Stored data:
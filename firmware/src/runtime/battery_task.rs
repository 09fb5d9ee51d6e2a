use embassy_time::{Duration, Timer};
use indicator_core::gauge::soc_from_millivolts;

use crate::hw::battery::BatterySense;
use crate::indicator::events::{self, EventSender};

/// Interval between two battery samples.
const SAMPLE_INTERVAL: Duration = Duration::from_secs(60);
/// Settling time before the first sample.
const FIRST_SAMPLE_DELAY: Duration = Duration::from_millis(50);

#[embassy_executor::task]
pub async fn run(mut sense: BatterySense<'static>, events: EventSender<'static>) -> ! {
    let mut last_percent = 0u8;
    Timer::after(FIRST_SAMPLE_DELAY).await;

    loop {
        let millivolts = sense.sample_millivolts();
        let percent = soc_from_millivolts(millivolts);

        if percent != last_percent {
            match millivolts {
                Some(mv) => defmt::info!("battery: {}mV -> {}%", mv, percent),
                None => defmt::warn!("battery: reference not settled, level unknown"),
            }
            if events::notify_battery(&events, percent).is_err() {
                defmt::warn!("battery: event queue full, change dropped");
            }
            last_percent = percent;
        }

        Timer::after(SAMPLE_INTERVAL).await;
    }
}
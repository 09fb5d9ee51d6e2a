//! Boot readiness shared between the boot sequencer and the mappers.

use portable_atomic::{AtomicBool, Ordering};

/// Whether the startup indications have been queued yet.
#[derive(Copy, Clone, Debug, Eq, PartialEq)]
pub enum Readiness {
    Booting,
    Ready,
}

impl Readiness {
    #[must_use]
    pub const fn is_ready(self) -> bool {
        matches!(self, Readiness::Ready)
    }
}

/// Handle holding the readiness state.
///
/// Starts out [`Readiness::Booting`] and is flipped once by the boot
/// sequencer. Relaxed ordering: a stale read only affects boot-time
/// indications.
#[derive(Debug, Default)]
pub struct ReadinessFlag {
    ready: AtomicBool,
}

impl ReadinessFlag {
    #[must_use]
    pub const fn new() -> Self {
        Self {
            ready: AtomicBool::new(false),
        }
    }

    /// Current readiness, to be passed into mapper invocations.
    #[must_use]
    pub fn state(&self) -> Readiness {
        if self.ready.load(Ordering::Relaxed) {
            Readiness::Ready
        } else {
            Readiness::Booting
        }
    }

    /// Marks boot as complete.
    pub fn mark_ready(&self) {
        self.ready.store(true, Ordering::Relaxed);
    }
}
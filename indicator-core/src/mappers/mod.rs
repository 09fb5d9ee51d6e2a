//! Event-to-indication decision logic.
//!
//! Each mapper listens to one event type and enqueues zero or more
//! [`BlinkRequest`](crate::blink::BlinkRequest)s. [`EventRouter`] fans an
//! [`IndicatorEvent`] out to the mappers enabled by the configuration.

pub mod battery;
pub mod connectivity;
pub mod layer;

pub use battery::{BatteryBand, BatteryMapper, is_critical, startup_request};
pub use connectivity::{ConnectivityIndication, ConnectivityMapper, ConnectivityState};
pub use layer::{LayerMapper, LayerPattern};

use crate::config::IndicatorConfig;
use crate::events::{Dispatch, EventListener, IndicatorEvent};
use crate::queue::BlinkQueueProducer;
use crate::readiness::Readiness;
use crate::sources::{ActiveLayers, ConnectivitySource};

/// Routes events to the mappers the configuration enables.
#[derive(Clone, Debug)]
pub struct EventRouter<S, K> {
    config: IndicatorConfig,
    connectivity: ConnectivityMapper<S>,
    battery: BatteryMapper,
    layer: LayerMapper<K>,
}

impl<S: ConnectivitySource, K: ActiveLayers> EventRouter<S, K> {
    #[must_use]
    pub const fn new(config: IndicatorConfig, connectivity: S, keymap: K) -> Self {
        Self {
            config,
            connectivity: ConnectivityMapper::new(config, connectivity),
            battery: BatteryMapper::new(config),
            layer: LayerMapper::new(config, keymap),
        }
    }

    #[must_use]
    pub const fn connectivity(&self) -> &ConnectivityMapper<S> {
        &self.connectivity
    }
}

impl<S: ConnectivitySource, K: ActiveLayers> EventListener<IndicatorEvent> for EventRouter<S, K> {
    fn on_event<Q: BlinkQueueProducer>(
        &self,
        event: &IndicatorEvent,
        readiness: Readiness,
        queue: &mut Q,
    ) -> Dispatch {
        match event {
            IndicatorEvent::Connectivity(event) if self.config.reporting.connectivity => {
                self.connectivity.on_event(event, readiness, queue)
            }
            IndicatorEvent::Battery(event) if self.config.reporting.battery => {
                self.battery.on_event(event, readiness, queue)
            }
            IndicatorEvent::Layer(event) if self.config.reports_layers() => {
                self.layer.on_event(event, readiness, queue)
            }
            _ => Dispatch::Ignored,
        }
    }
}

TO DO:
Reproduce every entry exactly, with nothing added or dropped.

YOUR SOLUTION:
filename firmware/src/runtime/battery_task.rs
repository 09fb5d9ee51d6e2a
use embassy_time::{Duration, Timer};
use indicator_core::gauge::soc_from_millivolts;

use crate::hw::battery::BatterySense;
use crate::indicator::events::{self, EventSender};

/// Interval between two battery samples.
const SAMPLE_INTERVAL: Duration = Duration::from_secs(60);
/// Settling time before the first sample.
const FIRST_SAMPLE_DELAY: Duration = Duration::from_millis(50);

#[embassy_executor::task]
pub async fn run(mut sense: BatterySense<'static>, events: EventSender<'static>) -> ! {
    let mut last_percent = 0u8;
    Timer::after(FIRST_SAMPLE_DELAY).await;

    loop {
        let millivolts = sense.sample_millivolts();
        let percent = soc_from_millivolts(millivolts);

        if percent != last_percent {
            match millivolts {
                Some(mv) => defmt::info!("battery: {}mV -> {}%", mv, percent),
                None => defmt::warn!("battery: reference not settled, level unknown"),
            }
            if events::notify_battery(&events, percent).is_err() {
                defmt::warn!("battery: event queue full, change dropped");
            }
            last_percent = percent;
        }

        Timer::after(SAMPLE_INTERVAL).await;
    }
}
repository 09fb5d9ee51d6e2a
//! Boot readiness shared between the boot sequencer and the mappers.

use portable_atomic::{AtomicBool, Ordering};

/// Whether the startup indications have been queued yet.
#[derive(Copy, Clone, Debug, Eq, PartialEq)]
pub enum Readiness {
    Booting,
    Ready,
}

impl Readiness {
    #[must_use]
    pub const fn is_ready(self) -> bool {
        matches!(self, Readiness::Ready)
    }
}

/// Handle holding the readiness state.
///
/// Starts out [`Readiness::Booting`] and is flipped once by the boot
/// sequencer. Relaxed ordering: a stale read only affects boot-time
/// indications.
#[derive(Debug, Default)]
pub struct ReadinessFlag {
    ready: AtomicBool,
}

impl ReadinessFlag {
    #[must_use]
    pub const fn new() -> Self {
        Self {
            ready: AtomicBool::new(false),
        }
    }

    /// Current readiness, to be passed into mapper invocations.
    #[must_use]
    pub fn state(&self) -> Readiness {
        if self.ready.load(Ordering::Relaxed) {
            Readiness::Ready
        } else {
            Readiness::Booting
        }
    }

    /// Marks boot as complete.
    pub fn mark_ready(&self) {
        self.ready.store(true, Ordering::Relaxed);
    }
}
filename indicator-core/src/mappers/mod.rs
repository 09fb5d9ee51d6e2a
//! Event-to-indication decision logic.
//!
//! Each mapper listens to one event type and enqueues zero or more
//! [`BlinkRequest`](crate::blink::BlinkRequest)s. [`EventRouter`] fans an
//! [`IndicatorEvent`] out to the mappers enabled by the configuration.

pub mod battery;
pub mod connectivity;
pub mod layer;

pub use battery::{BatteryBand, BatteryMapper, is_critical, startup_request};
pub use connectivity::{ConnectivityIndication, ConnectivityMapper, ConnectivityState};
pub use layer::{LayerMapper, LayerPattern};

use crate::config::IndicatorConfig;
use crate::events::{Dispatch, EventListener, IndicatorEvent};
use crate::queue::BlinkQueueProducer;
use crate::readiness::Readiness;
use crate::sources::{ActiveLayers, ConnectivitySource};

/// Routes events to the mappers the configuration enables.
#[derive(Clone, Debug)]
pub struct EventRouter<S, K> {
    config: IndicatorConfig,
    connectivity: ConnectivityMapper<S>,
    battery: BatteryMapper,
    layer: LayerMapper<K>,
}

impl<S: ConnectivitySource, K: ActiveLayers> EventRouter<S, K> {
    #[must_use]
    pub const fn new(config: IndicatorConfig, connectivity: S, keymap: K) -> Self {
        Self {
            config,
            connectivity: ConnectivityMapper::new(config, connectivity),
            battery: BatteryMapper::new(config),
            layer: LayerMapper::new(config, keymap),
        }
    }

    #[must_use]
    pub const fn connectivity(&self) -> &ConnectivityMapper<S> {
        &self.connectivity
    }
}

impl<S: ConnectivitySource, K: ActiveLayers> EventListener<IndicatorEvent> for EventRouter<S, K> {
    fn on_event<Q: BlinkQueueProducer>(
        &self,
        event: &IndicatorEvent,
        readiness: Readiness,
        queue: &mut Q,
    ) -> Dispatch {
        match event {
            IndicatorEvent::Connectivity(event) if self.config.reporting.connectivity => {
                self.connectivity.on_event(event, readiness, queue)
            }
            IndicatorEvent::Battery(event) if self.config.reporting.battery => {
                self.battery.on_event(event, readiness, queue)
            }
            IndicatorEvent::Layer(event) if self.config.reports_layers() => {
                self.layer.on_event(event, readiness, queue)
            }
            _ => Dispatch::Ignored,
        }
    }
}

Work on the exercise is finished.